You have to deploy the handler to each DirX Identity Java-based Server.In the folder

dxi_install_path/ids-j-domain-Sn/extensions

create a sub-folder com.siemens.idm.audit.jms and unzip to it the file com.siemens.idm.audit.jms.zip.

Configuring the JMS-Audit Handler

You configure the handler with DirX Identity Manager.In the Connectivity view’s Expert view, navigate to the LDAP entry representing the DirX Identity Java-based server (IdS-J) and open the tab Status and Auditing.

  • By checking the flag JMS-based Auditing, you enable auditing via JMS and disable auditing into files.

  • Make sure the value for the message broker URL matches what you have configured in the DirX Audit Configuration Wizard for the DirX Identity JMS collector.The typical URL for non-SSL is: tcp://host:30666; the corresponding URL for SSL is: ssl://host:30667.

  • The JMS queue must match what you have configured in the DirX Audit Configuration Wizard for the DirX Identity JMS collector.Note that beginning with DirX Audit V7, the queue names are tenant specific and so the queue name contains the tenant ID; for example, dxt.tenantID.dxi.

  • Make sure that user and password match a user of the Message Broker with enough access rights for writing into the queue.The default DirX Audit Configuration Wizard creates a writer user for DirX Identity.As of DirX Audit V7 this user is tenant specific; the default writer is: dxt-tenantID-writer.

  • If the JMS Audit handler is not able to send the audit records to the message server, it stores them temporarily into the Audit Trail Folder: one message per file.Per default the folder is local to the server.This is indicated by the placeholder ${IDM_HOME}: it represents the home folder of the Java server.If you specify a relative path, keep in mind that it is generated relative to the working folder of IdS-J, which is dxi_install_path /ids-j-domain-Sn/bin.As soon as the handler can connect to the message broker again, it sends the audit records from the files and then deletes the files.So normally you don’t have to manage these files yourself, unless the connection problems last too long and the files fill the disk space.

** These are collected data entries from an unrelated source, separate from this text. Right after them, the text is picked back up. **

mod copy_button;
mod footer;
mod navbar;
mod typewriter;

pub use copy_button::CopyButton;
pub use footer::Footer;
pub use navbar::Navbar;
pub use typewriter::Typewriter;
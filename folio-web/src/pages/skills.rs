use crate::assets::{
    FRAMEWORK_SKILLS, FRONTEND_SKILLS, OTHER_SKILLS, STYLING_SKILLS, Skill, TOOL_SKILLS,
};
use crate::i18n::use_language;
use yew::prelude::*;

fn skill_group(title: &str, skills: &[Skill]) -> Html {
    let bars = skills
        .iter()
        .map(|skill| {
            let fill = format!(
                "width:{}%;background-color:{}",
                skill.level, skill.color
            );
            html! {
                <li class="skill">
                    <span class="skill-name">{ skill.name }</span>
                    <span class="skill-level">{ format!("{}%", skill.level) }</span>
                    <div class="skill-bar" role="presentation">
                        <div class="skill-fill" style={fill}></div>
                    </div>
                </li>
            }
        })
        .collect::<Html>();
    html! {
        <div class="skill-group">
            <h3>{ title }</h3>
            <ul>{ bars }</ul>
        </div>
    }
}

#[function_component(SkillsPage)]
pub fn skills_page() -> Html {
    let snap = use_language().snapshot();
    let skills = &snap.catalogue.skills;

    let chips = OTHER_SKILLS
        .iter()
        .map(|name| html! { <span class="chip">{ *name }</span> })
        .collect::<Html>();

    html! {
        <section class="skills">
            <h2>{ &skills.title }</h2>
            <p class="section-subtitle">{ &skills.subtitle }</p>
            <div class="skill-groups">
                { skill_group(&skills.categories.frontend, FRONTEND_SKILLS) }
                { skill_group(&skills.categories.frameworks, FRAMEWORK_SKILLS) }
                { skill_group(&skills.categories.styling, STYLING_SKILLS) }
                { skill_group(&skills.categories.tools, TOOL_SKILLS) }
            </div>
            <h3>{ &skills.other }</h3>
            <div class="chip-row">{ chips }</div>
        </section>
    }
}
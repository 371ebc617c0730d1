/// Languages the site ships content for. Exactly one is active at a time.
#[derive(Debug, Clone, Copy, Default, PartialEq, Eq, Hash)]
pub enum Lang {
    En,
    #[default]
    Fa,
}

/// Base text direction of the document.
#[derive(Debug, Clone, Copy, PartialEq, Eq)]
pub enum Direction {
    Ltr,
    Rtl,
}

impl Lang {
    /// The language adopted when no valid preference is stored.
    pub const DEFAULT: Self = Self::Fa;

    /// Two-letter code used for persistence and the `<html lang>` attribute.
    #[must_use]
    pub const fn code(self) -> &'static str {
        match self {
            Self::En => "en",
            Self::Fa => "fa",
        }
    }

    /// Parse a stored preference. Only exact known codes are accepted; anything
    /// else is reported as `None` so callers fall back to [`Lang::DEFAULT`].
    #[must_use]
    pub fn from_code(code: &str) -> Option<Self> {
        match code {
            "en" => Some(Self::En),
            "fa" => Some(Self::Fa),
            _ => None,
        }
    }

    /// The other language. Toggling twice returns to the starting point.
    #[must_use]
    pub const fn toggled(self) -> Self {
        match self {
            Self::En => Self::Fa,
            Self::Fa => Self::En,
        }
    }

    /// Direction is derived, never stored independently.
    #[must_use]
    pub const fn dir(self) -> Direction {
        match self {
            Self::En => Direction::Ltr,
            Self::Fa => Direction::Rtl,
        }
    }

    #[must_use]
    pub const fn is_rtl(self) -> bool {
        self.dir().is_rtl()
    }

    /// Native display name, used where the language itself is named in the UI.
    #[must_use]
    pub const fn native_name(self) -> &'static str {
        match self {
            Self::En => "English",
            Self::Fa => "فارسی",
        }
    }
}

impl Direction {
    /// Value for the `<html dir>` attribute.
    #[must_use]
    pub const fn as_attr(self) -> &'static str {
        match self {
            Self::Ltr => "ltr",
            Self::Rtl => "rtl",
        }
    }

    #[must_use]
    pub const fn is_rtl(self) -> bool {
        matches!(self, Self::Rtl)
    }
}
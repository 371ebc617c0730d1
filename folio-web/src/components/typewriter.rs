use yew::prelude::*;

#[cfg(target_arch = "wasm32")]
const TYPE_MS: i32 = 50;
#[cfg(target_arch = "wasm32")]
const HOLD_MS: i32 = 3000;
#[cfg(target_arch = "wasm32")]
const DELETE_MS: i32 = 30;

#[derive(Properties, PartialEq, Clone)]
pub struct Props {
    /// Phrases cycled through in order. Typed and deleted character by
    /// character; iteration is over `char`s so Persian text never splits
    /// mid-codepoint.
    pub texts: Vec<String>,
}

#[function_component(Typewriter)]
pub fn typewriter(p: &Props) -> Html {
    // Server and test renders show the first phrase in full; the animation
    // only runs in the browser.
    let display = use_state(|| {
        if cfg!(target_arch = "wasm32") {
            String::new()
        } else {
            p.texts.first().cloned().unwrap_or_default()
        }
    });

    #[cfg(target_arch = "wasm32")]
    {
        let display = display.clone();
        use_effect_with(p.texts.clone(), move |texts| {
            let texts = texts.clone();
            let alive = std::rc::Rc::new(std::cell::Cell::new(true));
            let guard = alive.clone();
            wasm_bindgen_futures::spawn_local(async move {
                if texts.is_empty() {
                    return;
                }
                let mut idx = 0;
                loop {
                    let chars: Vec<char> = texts[idx].chars().collect();
                    for shown in 1..=chars.len() {
                        if !alive.get() {
                            return;
                        }
                        display.set(chars[..shown].iter().collect());
                        let _ = crate::dom::sleep_ms(TYPE_MS).await;
                    }
                    let _ = crate::dom::sleep_ms(HOLD_MS).await;
                    for shown in (0..chars.len()).rev() {
                        if !alive.get() {
                            return;
                        }
                        display.set(chars[..shown].iter().collect());
                        let _ = crate::dom::sleep_ms(DELETE_MS).await;
                    }
                    idx = (idx + 1) % texts.len();
                }
            });
            move || guard.set(false)
        });
    }

    html! {
        <span class="typewriter">
            { (*display).clone() }
            <span class="caret" aria-hidden="true">{ "|" }</span>
        </span>
    }
}
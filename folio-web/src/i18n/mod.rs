mod provider;
mod store;

pub use provider::{LanguageHandle, LanguageProvider, LanguageProviderProps, Snapshot, use_language};
pub use store::{apply_lang, initial_lang};

#[cfg(not(target_arch = "wasm32"))]
pub use store::testing;
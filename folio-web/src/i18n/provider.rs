//! Reactive language state for the view tree.
//!
//! A single provider owns the active [`Lang`]; every view reads it through
//! [`use_language`]. Views never mutate the language directly - the only
//! transition is [`LanguageHandle::toggle`], which persists the choice and
//! flips the document direction before the re-render is scheduled, so no
//! subscriber can observe a code paired with the wrong direction.

use crate::i18n::store;
use folio_content::{Catalogue, Direction, Lang, catalogue};
use yew::prelude::*;

/// Consistent view of the active language. All fields derive from the one
/// `lang` value taken at construction.
#[derive(Debug, Clone, Copy, PartialEq)]
pub struct Snapshot {
    pub lang: Lang,
    pub dir: Direction,
    pub catalogue: &'static Catalogue,
}

impl Snapshot {
    #[must_use]
    pub fn of(lang: Lang) -> Self {
        Self {
            lang,
            dir: lang.dir(),
            catalogue: catalogue(lang),
        }
    }

    #[must_use]
    pub const fn code(&self) -> &'static str {
        self.lang.code()
    }

    #[must_use]
    pub const fn is_rtl(&self) -> bool {
        self.dir.is_rtl()
    }
}

/// Handle held by subscribed views: read via [`Self::snapshot`], mutate via
/// [`Self::toggle`]. The provider is the single writer.
#[derive(Clone, PartialEq)]
pub struct LanguageHandle {
    lang: UseStateHandle<Lang>,
}

impl LanguageHandle {
    #[must_use]
    pub fn snapshot(&self) -> Snapshot {
        Snapshot::of(*self.lang)
    }

    /// Flip `en <-> fa`. Persists the new code and updates the document's
    /// base direction before notifying subscribers.
    pub fn toggle(&self) {
        let next = self.lang.toggled();
        store::apply_lang(next);
        self.lang.set(next);
    }
}

#[derive(Properties, PartialEq)]
pub struct LanguageProviderProps {
    /// Override for the starting language; `None` reads the saved preference.
    #[prop_or_default]
    pub initial: Option<Lang>,
    pub children: Html,
}

#[function_component(LanguageProvider)]
pub fn language_provider(props: &LanguageProviderProps) -> Html {
    let initial = props.initial;
    let lang = use_state(move || initial.unwrap_or_else(store::initial_lang));
    let handle = LanguageHandle { lang };
    html! {
        <ContextProvider<LanguageHandle> context={handle}>
            { props.children.clone() }
        </ContextProvider<LanguageHandle>>
    }
}

/// Access the language state from any view under the provider.
///
/// # Panics
/// Panics when called outside a [`LanguageProvider`] scope. That is a
/// composition bug, and failing loudly keeps it visible during development.
#[hook]
pub fn use_language() -> LanguageHandle {
    use_context::<LanguageHandle>()
        .expect("use_language must be called under a LanguageProvider")
}
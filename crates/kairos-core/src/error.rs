//! Error types for the Kairos shim

use thiserror::Error;

/// Kairos shim errors
///
/// One taxonomy, two presentations: [`KairosError::EngineUnavailable`] is
/// raised by stub entities on any real use, [`KairosError::GuardedProperty`]
/// by the resolution fallback on any property access. Neither is caught
/// inside the shim; availability is a configuration problem for the
/// embedding application.
#[derive(Error, Debug, Clone, PartialEq, Eq)]
pub enum KairosError {
    #[error(
        "date/time engine required: install one with `Resolver::set_override`, \
         or register one on the process-wide ambient slot"
    )]
    EngineUnavailable,

    #[error(
        "date/time engine is not available (accessed property: {property}): \
         install an engine override or register one on the process-wide ambient slot"
    )]
    GuardedProperty { property: String },
}

/// Result type for Kairos operations
pub type KairosResult<T> = Result<T, KairosError>;

#[cfg(test)]
mod tests {
    use super::*;

    #[test]
    fn test_guarded_property_names_the_property() {
        let err = KairosError::GuardedProperty {
            property: "PlainDateTime".to_string(),
        };
        assert!(err.to_string().contains("accessed property: PlainDateTime"));
    }

    #[test]
    fn test_unavailable_carries_remediation() {
        let msg = KairosError::EngineUnavailable.to_string();
        assert!(msg.contains("date/time engine required"));
        assert!(msg.contains("ambient slot"));
    }
}
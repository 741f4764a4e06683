//! Kairos resolution demo
//!
//! Walks the three resolution tiers end to end:
//! 1. Bare environment - stub failures and the guarded accessor
//! 2. Explicit override - the facade serves the injected engine
//! 3. Ambient fallback - override cleared, ambient engine takes over

use std::sync::Arc;

use kairos_core::{CapabilityEngine, EntityKind};
use kairos_resolve::{AmbientSlot, Resolver};
use kairos_test::MockEngine;

fn main() {
    tracing_subscriber::fmt()
        .with_env_filter(tracing_subscriber::EnvFilter::from_default_env())
        .init();

    println!("╔════════════════════════════════════════════════════════════╗");
    println!("║            Kairos Demo - Three-Tier Resolution             ║");
    println!("╚════════════════════════════════════════════════════════════╝");
    println!();

    let ambient = Arc::new(AmbientSlot::new());
    let resolver = Resolver::with_ambient(ambient.clone());

    println!("-- Tier 3: bare environment");
    println!("engine available: {}", resolver.is_available());
    match resolver.facade().plain_date_time().construct() {
        Ok(_) => println!("unexpected: construction succeeded"),
        Err(err) => println!("stub construction failed:\n  {err}"),
    }
    if let Ok(held) = resolver.facade().plain_date().parse("2025-09-19") {
        match held.render() {
            Ok(text) => println!("unexpected: rendered {text}"),
            Err(err) => println!("parse alone was fine, probing the value was not:\n  {err}"),
        }
    }
    match resolver.resolve().plain_date_time() {
        Ok(_) => println!("unexpected: resolution produced a constructor"),
        Err(err) => println!("guarded accessor failed:\n  {err}"),
    }
    println!();

    println!("-- Tier 1: explicit override");
    let override_engine: Arc<dyn CapabilityEngine> = Arc::new(MockEngine::full());
    resolver.set_override(Some(override_engine));
    println!("engine available: {}", resolver.is_available());
    show_round_trip(&resolver);
    println!();

    println!("-- Tier 2: ambient fallback");
    ambient.install(Arc::new(MockEngine::full()));
    resolver.clear_override();
    println!("override cleared, facade now serves: {:?}", resolver.facade().tier());
    show_round_trip(&resolver);
    println!();

    // The cached accessor keeps its first, empty resolution on purpose.
    println!(
        "cached resolution still guarded: {}",
        resolver.resolve().plain_date_time().is_err()
    );
    println!();

    println!("slot bindings:");
    for kind in EntityKind::ALL {
        println!("  {:<15} {:?}", kind.name(), resolver.facade().binding(kind));
    }
}

fn show_round_trip(resolver: &Resolver) {
    match resolver.facade().plain_date_time().parse("2025-09-19T10:00") {
        Ok(value) => match value.render() {
            Ok(text) => println!("PlainDateTime round-trip: {text}"),
            Err(err) => println!("render failed: {err}"),
        },
        Err(err) => println!("parse failed: {err}"),
    }
}
//! Kairos Resolve - engine resolution, stub set, and namespace facade
//!
//! This crate implements the shim pipeline:
//! - Ambient slot: the process binding an environment may populate
//! - Resolver: override-then-ambient-then-stub resolution
//! - Stub set: inert placeholders that defer failure to first use
//! - Facade: nine always-present constructor slots, resynced atomically
//! - Cached resolution: the memoized accessor with a guarded fallback

pub mod ambient;
pub mod facade;
pub mod resolved;
pub mod resolver;
pub mod stubs;

pub use ambient::*;
pub use facade::*;
pub use resolved::*;
pub use resolver::*;
pub use stubs::*;
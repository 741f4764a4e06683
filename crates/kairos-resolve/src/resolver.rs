//! Resolver - decides the active engine and keeps the facade in sync
//!
//! Resolution order: explicit override, then the ambient slot, then stubs.
//! `current_engine` is evaluated fresh on every call; `resolve` memoizes
//! its answer for the life of the resolver. The two deliberately diverge
//! once the environment changes after first use.

use std::sync::{Arc, OnceLock};

use kairos_core::CapabilityEngine;
use parking_lot::RwLock;
use tracing::debug;

use crate::ambient::AmbientSlot;
use crate::facade::{Facade, Snapshot, Tier};
use crate::resolved::ResolvedEngine;

/// Decides the active engine and propagates the decision to the facade
pub struct Resolver {
    override_slot: RwLock<Option<Arc<dyn CapabilityEngine>>>,
    ambient: Arc<AmbientSlot>,
    facade: Facade,
    resolved: OnceLock<Arc<ResolvedEngine>>,
}

impl Resolver {
    /// Resolver bound to the process-wide ambient slot
    pub fn new() -> Self {
        Resolver::with_ambient(AmbientSlot::process())
    }

    /// Resolver bound to a private ambient slot
    ///
    /// Embedders that want isolation (one shim per test, per plugin host)
    /// construct their own slot instead of sharing the process one.
    pub fn with_ambient(ambient: Arc<AmbientSlot>) -> Self {
        let resolver = Resolver {
            override_slot: RwLock::new(None),
            ambient,
            facade: Facade::new(Snapshot::build(Tier::Unavailable, None)),
            resolved: OnceLock::new(),
        };
        resolver.resync_facade();
        resolver
    }

    /// Install or clear the engine override, then resync every facade slot
    pub fn set_override(&self, engine: Option<Arc<dyn CapabilityEngine>>) {
        let installed = engine.is_some();
        *self.override_slot.write() = engine;
        debug!(installed, "engine override updated");
        self.resync_facade();
    }

    /// Clear the engine override; same as `set_override(None)`
    pub fn clear_override(&self) {
        self.set_override(None);
    }

    /// The engine currently in effect: override first, then ambient
    ///
    /// Evaluated fresh on every call, so an engine installed on the
    /// ambient slot after startup becomes visible without another
    /// `set_override`.
    pub fn current_engine(&self) -> Option<Arc<dyn CapabilityEngine>> {
        self.override_slot
            .read()
            .clone()
            .or_else(|| self.ambient.get())
    }

    /// Whether any engine is installed
    ///
    /// Presence only: short-circuits on the override and never clones or
    /// inspects an engine.
    pub fn is_available(&self) -> bool {
        self.override_slot.read().is_some() || self.ambient.is_present()
    }

    /// Rewrite every facade slot from the current resolution
    ///
    /// Publishes one snapshot, so readers never observe a mix of tiers.
    /// Idempotent while the environment is unchanged.
    pub fn resync_facade(&self) {
        let (tier, engine) = if let Some(engine) = self.override_slot.read().clone() {
            (Tier::Override, Some(engine))
        } else if let Some(engine) = self.ambient.get() {
            (Tier::Ambient, Some(engine))
        } else {
            (Tier::Unavailable, None)
        };
        debug!(?tier, "facade resynchronized");
        self.facade.publish(Snapshot::build(tier, engine.as_ref()));
    }

    /// The always-present namespace facade
    pub fn facade(&self) -> &Facade {
        &self.facade
    }

    /// Resolve once and remember the answer for the resolver's lifetime
    ///
    /// The first call probes the environment; later calls return the same
    /// object even if availability has changed since. Callers that need
    /// the live view read the facade instead.
    pub fn resolve(&self) -> Arc<ResolvedEngine> {
        self.resolved
            .get_or_init(|| Arc::new(ResolvedEngine::from_resolution(self.current_engine())))
            .clone()
    }
}

impl Default for Resolver {
    fn default() -> Self {
        Resolver::new()
    }
}
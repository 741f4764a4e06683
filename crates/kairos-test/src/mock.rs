//! Mock capability engines
//!
//! Scripted engines for exercising the shim without a real date/time
//! implementation. [`MockEngine::full`] carries all nine entities;
//! [`MockEngine::with_entities`] builds a partial engine for
//! malformed-provider cases. Mock constructors round-trip text exactly:
//! `parse(s)` renders back `s` unchanged.

use std::sync::Arc;

use kairos_core::{
    CapabilityEngine, EntityConstructor, EntityHandle, EntityKind, KairosResult, ZoneOps,
};

/// UTC offset every mock time zone reports, in nanoseconds (one hour)
pub const MOCK_ZONE_OFFSET_NS: i64 = 3_600_000_000_000;

/// Scripted engine carrying a chosen subset of the nine entities
///
/// Factories are built once at construction and handed out as clones of
/// the same `Arc`, so facade slots bound to this engine stay referentially
/// stable across resyncs.
pub struct MockEngine {
    slots: [Option<Arc<dyn EntityConstructor>>; 9],
}

impl MockEngine {
    /// Engine exposing all nine entities
    pub fn full() -> Self {
        MockEngine::with_entities(&EntityKind::ALL)
    }

    /// Engine exposing only the given entities
    pub fn with_entities(kinds: &[EntityKind]) -> Self {
        let mut slots: [Option<Arc<dyn EntityConstructor>>; 9] = Default::default();
        for &kind in kinds {
            slots[kind.index()] = Some(Arc::new(MockConstructor::new(kind)) as Arc<dyn EntityConstructor>);
        }
        MockEngine { slots }
    }

    fn slot(&self, kind: EntityKind) -> Option<Arc<dyn EntityConstructor>> {
        self.slots[kind.index()].clone()
    }
}

impl CapabilityEngine for MockEngine {
    fn instant(&self) -> Option<Arc<dyn EntityConstructor>> {
        self.slot(EntityKind::Instant)
    }

    fn zoned_date_time(&self) -> Option<Arc<dyn EntityConstructor>> {
        self.slot(EntityKind::ZonedDateTime)
    }

    fn plain_date(&self) -> Option<Arc<dyn EntityConstructor>> {
        self.slot(EntityKind::PlainDate)
    }

    fn plain_time(&self) -> Option<Arc<dyn EntityConstructor>> {
        self.slot(EntityKind::PlainTime)
    }

    fn plain_date_time(&self) -> Option<Arc<dyn EntityConstructor>> {
        self.slot(EntityKind::PlainDateTime)
    }

    fn plain_year_month(&self) -> Option<Arc<dyn EntityConstructor>> {
        self.slot(EntityKind::PlainYearMonth)
    }

    fn plain_month_day(&self) -> Option<Arc<dyn EntityConstructor>> {
        self.slot(EntityKind::PlainMonthDay)
    }

    fn duration(&self) -> Option<Arc<dyn EntityConstructor>> {
        self.slot(EntityKind::Duration)
    }

    fn time_zone(&self) -> Option<Arc<dyn EntityConstructor>> {
        self.slot(EntityKind::TimeZone)
    }
}

/// Mock factory: values render to the exact text they were built from
pub struct MockConstructor {
    kind: EntityKind,
}

impl MockConstructor {
    pub fn new(kind: EntityKind) -> Self {
        MockConstructor { kind }
    }
}

impl EntityConstructor for MockConstructor {
    fn kind(&self) -> EntityKind {
        self.kind
    }

    fn construct(&self) -> KairosResult<Box<dyn EntityHandle>> {
        Ok(Box::new(MockHandle {
            kind: self.kind,
            text: format!("{}:default", self.kind),
        }))
    }

    fn parse(&self, text: &str) -> KairosResult<Box<dyn EntityHandle>> {
        Ok(Box::new(MockHandle {
            kind: self.kind,
            text: text.to_string(),
        }))
    }
}

/// Mock value; renders the text it was parsed from
pub struct MockHandle {
    kind: EntityKind,
    text: String,
}

impl EntityHandle for MockHandle {
    fn kind(&self) -> EntityKind {
        self.kind
    }

    fn render(&self) -> KairosResult<String> {
        Ok(self.text.clone())
    }

    fn as_zone(&self) -> Option<&dyn ZoneOps> {
        if self.kind == EntityKind::TimeZone {
            Some(self)
        } else {
            None
        }
    }
}

impl ZoneOps for MockHandle {
    fn offset_nanoseconds_for(&self, _instant: &dyn EntityHandle) -> KairosResult<i64> {
        Ok(MOCK_ZONE_OFFSET_NS)
    }
}

#[cfg(test)]
mod tests {
    use super::*;

    #[test]
    fn test_parse_render_round_trips_exactly() {
        let engine = MockEngine::full();
        let ctor = engine.plain_date_time().unwrap();
        let value = ctor.parse("2025-09-19T10:00").unwrap();
        assert_eq!(value.render().unwrap(), "2025-09-19T10:00");
    }

    #[test]
    fn test_partial_engine_answers_only_chosen_entities() {
        let engine = MockEngine::with_entities(&[EntityKind::Duration]);
        assert!(engine.duration().is_some());
        assert!(engine.instant().is_none());
        assert!(engine.time_zone().is_none());
    }

    #[test]
    fn test_factories_are_referentially_stable() {
        let engine = MockEngine::full();
        let a = engine.plain_date().unwrap();
        let b = engine.plain_date().unwrap();
        assert!(Arc::ptr_eq(&a, &b));
    }

    #[test]
    fn test_zone_handle_reports_fixed_offset() {
        let engine = MockEngine::full();
        let zone = engine.time_zone().unwrap().parse("UTC+01:00").unwrap();
        let instant = engine.instant().unwrap().construct().unwrap();
        let ops = zone.as_zone().unwrap();
        assert_eq!(
            ops.offset_nanoseconds_for(instant.as_ref()).unwrap(),
            MOCK_ZONE_OFFSET_NS
        );
    }
}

If you use SSL for connecting to the DirX Audit Message Broker, make sure to import the CA certificate of the broker into the truststore of the Java VM running the IdS-J server.By default, this is the file JRE_folder/lib/security/cacerts.You could use the following Java keytool command for the import assuming you have the CA certificate in file ca.crt (notation for Windows):

%JAVA_HOME%bin\keytool -importcert -trustcacerts -keystore cacerts -storepass cacerts-pwd -alias ca-alias -file ca.crt

If the handler doesn’t find its configuration in the IdS-J server configuration, it uses the configuration stored in the file server.xml from its extension folder.

Note that in this case the default LDAP configuration activates the audit file writer, which writes audit records into files (multiple records per file). This might be what you want or not. In any case, you have to care about moving or deleting these files to avoid filling up your disk.

You might use the same ActiveMQ message broker for DirX Identity and DirX Audit. This might help to simplify the overall installation by reducing the number of installed components and services.